J'avais des vues très arrêtées sur Florence et les Florentins : gens raisonnables, bien élevés et bien polis, aimables même, mais dénués de passions, inaptes au tragique et à la folie. Parlez-moi de Bologne, de Rome ou de Naples ! Pourquoi donc (pensais-je) Michel-Ange avait-il fui sa patrie pour ne jamais y revenir ? Rome, qu'il a pourtant vilipendée toute sa vie, était l'écrin qu'il lui fallait. Et les autres ? Dante, Pétrarque, Vinci, Galilée ! Des fuyards et des exilés. Florence produisait des génies, puis les chassait, ou ne savait comment les retenir, et voilà pourquoi elle avait cessé de briller depuis son glorieux Moyen Age. Je voulais revivre au temps des guelfes et des gibelins, mais guère au-delà car je pensais que, passé, mettons, 1492 et la mort du Magnifique, tout s'était éteint là-bas.
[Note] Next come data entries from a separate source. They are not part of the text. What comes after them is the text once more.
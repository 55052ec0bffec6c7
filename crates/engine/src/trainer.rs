//! Stochastic gradient descent trainer
//!
//! Fits the biased matrix factorization (global mean + user/item biases +
//! latent factor dot product) to the observed ratings by minimizing
//! regularized squared error. Training is single-threaded and iterates the
//! rating store in its fixed construction order, so a fixed seed makes runs
//! bit-for-bit reproducible.

use crate::model::FactorModel;
use crate::ratings::RatingStore;
use ndarray::{Array1, Array2};
use rand::rngs::StdRng;
use rand::{Rng, SeedableRng};
use tasterank_core::{Result, TasteRankError};

/// SGD hyperparameters
#[derive(Debug, Clone)]
pub struct SvdConfig {
    /// Number of latent factors (embedding dimension)
    pub factors: usize,
    /// Number of passes over the training set
    pub epochs: usize,
    /// Learning rate
    pub learning_rate: f32,
    /// L2 regularization strength
    pub regularization: f32,
    /// Factor entries initialize uniformly in (-init_spread, init_spread).
    /// Nonzero random init breaks the symmetry between factors.
    pub init_spread: f32,
    /// RNG seed for reproducible initialization
    pub seed: u64,
}

impl Default for SvdConfig {
    fn default() -> Self {
        Self {
            factors: 100,
            epochs: 20,
            learning_rate: 0.005,
            regularization: 0.02,
            init_spread: 0.1,
            seed: 42,
        }
    }
}

/// SGD-based matrix factorization trainer
pub struct SvdTrainer {
    config: SvdConfig,
}

impl SvdTrainer {
    pub fn new(config: SvdConfig) -> Self {
        Self { config }
    }

    pub fn with_default_config() -> Self {
        Self::new(SvdConfig::default())
    }

    pub fn config(&self) -> &SvdConfig {
        &self.config
    }

    /// Fit a factor model to the rating store.
    ///
    /// A single user or item degrades gracefully to bias-only prediction;
    /// an empty store is a fatal precondition violation.
    ///
    /// # Errors
    ///
    /// Returns `EmptyTrainingSet` if the store holds zero ratings.
    pub fn fit(&self, store: &RatingStore) -> Result<FactorModel> {
        if store.is_empty() {
            return Err(TasteRankError::EmptyTrainingSet);
        }

        let n_users = store.n_users();
        let n_items = store.n_items();
        let k = self.config.factors;
        let lr = self.config.learning_rate;
        let reg = self.config.regularization;
        let (scale_min, scale_max) = store.scale();

        // Global mean is computed once and fixed thereafter.
        let global_mean =
            store.ratings().iter().map(|r| r.value).sum::<f32>() / store.len() as f32;

        let mut user_bias = Array1::<f32>::zeros(n_users);
        let mut item_bias = Array1::<f32>::zeros(n_items);
        let mut user_factors = Array2::<f32>::zeros((n_users, k));
        let mut item_factors = Array2::<f32>::zeros((n_items, k));

        let spread = self.config.init_spread;
        if spread > 0.0 && k > 0 {
            let mut rng = StdRng::seed_from_u64(self.config.seed);
            for i in 0..n_users {
                for j in 0..k {
                    user_factors[[i, j]] = rng.gen_range(-spread..spread);
                }
            }
            for i in 0..n_items {
                for j in 0..k {
                    item_factors[[i, j]] = rng.gen_range(-spread..spread);
                }
            }
        }

        for epoch in 0..self.config.epochs {
            let mut squared_error = 0.0f32;

            for rating in store.ratings() {
                let u = rating.user as usize;
                let i = rating.item as usize;

                // Unclipped estimate: the gradient needs the raw linear
                // value, not one saturated at the scale bounds.
                let estimate = global_mean
                    + user_bias[u]
                    + item_bias[i]
                    + user_factors.row(u).dot(&item_factors.row(i));
                let error = rating.value - estimate;
                squared_error += error * error;

                user_bias[u] += lr * (error - reg * user_bias[u]);
                item_bias[i] += lr * (error - reg * item_bias[i]);

                for f in 0..k {
                    let uf = user_factors[[u, f]];
                    let itf = item_factors[[i, f]];
                    // Simultaneous update: both sides read the old values.
                    user_factors[[u, f]] = uf + lr * (error * itf - reg * uf);
                    item_factors[[i, f]] = itf + lr * (error * uf - reg * itf);
                }
            }

            tracing::debug!(
                epoch,
                mse = squared_error / store.len() as f32,
                "SGD epoch complete"
            );
        }

        Ok(FactorModel::from_parts(
            global_mean,
            user_bias,
            item_bias,
            user_factors,
            item_factors,
            scale_min,
            scale_max,
        ))
    }
}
Le moine Savonarole n'avait pas seulement tué la beauté en intimant à Botticelli de brûler ses toiles. Il avait épuisé le goût de l'idéal en réduisant l'idéalisme à son Fanatisme borné,

Après le départ de Léonard et celui de Michel-Ange, que restait-il ? Ou plutôt qui ? Je faisais peu de cas des Pontormo, des Salviati, des Cigoli, et Bronzino me semblait trop sec et trop froid, avec ses teints de porcelaine et sa manière dure. Aucun de ces maniéristes, selon moi, ne pouvait souffrir la comparaison avec n'importe qui de l'école de Bologne, et je me moquais de Vasari qui nous avait si bien vendu ses peintres florentins. Quant à moi, j'idolâtrais Guido Reni, dont j'estimais qu'il avait porté la beauté au point le plus élevé parmi les hommes. Je pouvais rendre aux Florentins qu'ils savaient dessiner, mais je leur reprochais leur manque d'expression. Tout était trop sage, trop lisse. Au fond, je leur préférais de loin n'importe quel Hollandais !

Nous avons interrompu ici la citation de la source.